## Assigned task:
Copy each line below exactly.

## Supplied data:
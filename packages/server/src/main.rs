#![cfg_attr(feature = "fail-on-warnings", deny(warnings))]
#![warn(clippy::all, clippy::pedantic, clippy::nursery, clippy::cargo)]
#![allow(clippy::multiple_crate_versions, clippy::cargo_common_metadata)]

use std::path::PathBuf;

use clap::Parser;

/// Service provision API server.
#[derive(Parser)]
#[command(name = "sirtep_server", version)]
struct Cli {
    /// TOML file overriding the built-in configuration.
    #[arg(long, env = "SIRTEP_CONFIG")]
    config: Option<PathBuf>,
}

#[actix_web::main]
async fn main() -> Result<(), Box<dyn std::error::Error>> {
    pretty_env_logger::init_custom_env("RUST_LOG");

    let cli = Cli::parse();
    sirtep_server::run_server(cli.config.as_deref()).await?;
    Ok(())
}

## Exercise output:
filename packages/server/src/main.rs
#![cfg_attr(feature = "fail-on-warnings", deny(warnings))]
#![warn(clippy::all, clippy::pedantic, clippy::nursery, clippy::cargo)]
#![allow(clippy::multiple_crate_versions, clippy::cargo_common_metadata)]

use std::path::PathBuf;

use clap::Parser;

/// Service provision API server.
#[derive(Parser)]
#[command(name = "sirtep_server", version)]
struct Cli {
    /// TOML file overriding the built-in configuration.
    #[arg(long, env = "SIRTEP_CONFIG")]
    config: Option<PathBuf>,
}

#[actix_web::main]
async fn main() -> Result<(), Box<dyn std::error::Error>> {
    pretty_env_logger::init_custom_env("RUST_LOG");

    let cli = Cli::parse();
    sirtep_server::run_server(cli.config.as_deref()).await?;
    Ok(())
}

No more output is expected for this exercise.